The preliminary examination has found that 1F30’s movement across Tunnel Junction was protected by a red signal (SY31). 1L53 passed this signal at danger by around 220 metres.
Analysis of the On Train Data Recorder (OTDR) has found that the driver initally applied service braking to slow the train on approach to the caution signal before signal SY31.
After 12 seconds of service braking, the driver made an emergency brake demand as the train was slipping on the rails. As the train approached signal SY31, with the emergency brake still being demanded from the driver, a second emergency brake demand was made by the Train Protection and Warning System (TPWS). Both of these demands did not prevent the train from reaching the junction.
OTDR analysis by the RAIB has shown that wheel slide was present both when service braking was applied and after the emergency brake was demanded.
The RAIB says this is almost certainly a result of low adhesion, as we reported yesterday.

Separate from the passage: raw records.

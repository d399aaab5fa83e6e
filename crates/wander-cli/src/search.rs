use std::path::Path;

use wander_core::{Coordinates, PlainVenue, Venue};
use wander_suggest::{suggest_near, QueryOptions};

use crate::{dump, user_facing, Providers};

/// Kilometres per degree of latitude; good enough for a display column.
const KM_PER_DEGREE: f64 = 111.32;

/// Runs one search and dumps `venues.json` (provider order) and
/// `reordered_venues.json` (suggestion order) into `out_dir`.
///
/// # Errors
///
/// Returns an error if the location cannot be resolved, the search fails or
/// finds nothing, or a dump file cannot be written.
pub(crate) async fn run_search(
    providers: &Providers,
    options: &QueryOptions,
    query: &str,
    location_file: Option<&Path>,
    out_dir: &Path,
) -> anyhow::Result<()> {
    let location = providers.location(location_file).await?;
    let suggestions = suggest_near(location, &providers.foursquare, query, options)
        .await
        .map_err(user_facing)?;

    std::fs::create_dir_all(out_dir)?;
    dump::write_json(&out_dir.join("venues.json"), &suggestions.raw_venues)?;

    let sequence = suggestions.session.navigator().sequence();
    let reordered: Vec<PlainVenue> = sequence.iter().map(Venue::to_plain_record).collect();
    dump::write_json(&out_dir.join("reordered_venues.json"), &reordered)?;

    let reference = suggestions.session.reference();
    println!("{:<5}{:<42}{:>8}", "#", "VENUE", "~KM");
    for (index, venue) in sequence.iter().enumerate() {
        println!(
            "{:<5}{:<42}{:>8.2}",
            index + 1,
            truncate(venue.name(), 40),
            approx_km(reference, venue)
        );
    }
    println!(
        "{} venues for '{query}' written to {}",
        sequence.len(),
        out_dir.display()
    );
    Ok(())
}

fn approx_km(reference: Coordinates, venue: &Venue) -> f64 {
    reference.planar_distance(&venue.coordinates()) * KM_PER_DEGREE
}

fn truncate(text: &str, max_chars: usize) -> String {
    if text.chars().count() > max_chars {
        format!("{}...", text.chars().take(max_chars - 3).collect::<String>())
    } else {
        text.to_string()
    }
}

The full investigation will look to identify the events leading up to the crash and:
- the level of wheel/rail adhesion present on the approach to Salisbury Tunnel junction
- the status and performance of the braking, wheel slide protection and sanding systems on train 1L53
- the behaviour of both trains during and following the collision
- South Western Railway’s policies relating to low wheel/rail adhesion
- Network Rail’s policies relating to low wheel/rail adhesion and how they managed the risk of low adhesion in this area
- the processes used to assess and control the risk of overrun at signal SY31
- any relevant underlying factors, including any actions taken in response to previous safety recommendations.
The findings will be published in a full report on the RAIB website.